Jazz hot to shop for big name or 2

They may have $19 million to entice free agents

Published: Sunday, May 11 2003 12:53 a.m. MDT

This will be the summer the Jazz have been waiting for, the summer they can shop until they drop and spend like most other NBA teams cannot.

With Karl Malone's four-year, $66.5 million contract finally off the books and John Stockton's nearly $8 million annual salary erased with retirement, it will be the summer they are finally under the league-imposed payroll salary cap, the summer they can pursue free agents with cash in hand and do so with the wide eyes of a candy-store kid.

"I don't think we can afford to squander an opportunity like that," Jazz owner Larry H. Miller said. "We have to make the most of it while we've got it. Because there's still not a lot of teams that have that luxury, or that room."

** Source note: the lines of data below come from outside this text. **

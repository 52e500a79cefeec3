//! Covermap Core Library
//!
//! Shared functionality for the covermap insurance coverage assessment tool:
//! - Context builder turning stored questionnaire answers into a typed context
//! - Rule-based risk evaluator for life, auto, home and travel coverage
//! - Database access and migrations (questionnaires, answers, audit log)
//! - Pluggable advice generators (OpenAI-compatible, Ollama) with static fallback
//! - Report assembly when a questionnaire is completed

pub mod ai;
pub mod context;
pub mod db;
pub mod error;
pub mod models;
pub mod report;
pub mod risk;

/// Test utilities including a mock language-model server
#[cfg(any(test, feature = "test-utils"))]
pub mod test_utils;

pub use ai::{generate_advice, AIClient, Advice, AdviceBackend, MockBackend};
pub use context::{build_context, Context};
pub use db::Database;
pub use error::{Error, Result};
pub use models::{AuditEntry, AuditSubject, Questionnaire, QuestionnaireStatus, QuestionnaireWithAnswers, Report};
pub use report::complete_questionnaire;
pub use risk::{assess, evaluate, AssessmentResult, Category, CategoryResult, Recommendation};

With that charge in mind, Jazz basketball operations vice president Kevin O'Connor vows to be "aggressive" in his offseason endeavors as the franchise transitions out of the 18-season-long Stockton-to-Malone era.

Aggressive, however, is not meant to imply stupid.

"We'll certainly be aggressive in going after free agents," O'Connor said. "But we are going to go after free agents who are going to make a difference."

Not aging ones who are signed simply to plug a hole, not younger ones who are available but merely are the best of what's left from a picked-through market.

Rather, quality free agents — the sort who, preferably in due but not-too-long course, can help rebuild the Jazz back to a team that does not get bounced out of the playoff after just one series year after year, as has happened the past three straight years.

" 'Aggressive,' " O'Connor said, "is going to be trying to sign free agents that can make a difference to the Utah Jazz — and we'll use whatever means we have to get those guys — as long as they're people worth the money."

Based on estimated team payroll already committed for next season (see accompanying graphic), and not including whatever it might cost to try to re-sign Malone if he decides he wants to finish his career in Utah, the Jazz should have slightly more than $19 million to spend.

With the cost of a maximum-money free agent who has played fewer than seven seasons pegged to be about $10.5 million, or one-fourth of whatever the salary-cap figure winds up to be — early estimates are that it could fall from $42 million to $43 million — the Jazz should have plenty of cash to go after at least one big name.

Jazz officials are not permitted by league rules to publicly discuss prospective free agents who are still under contract to their current teams.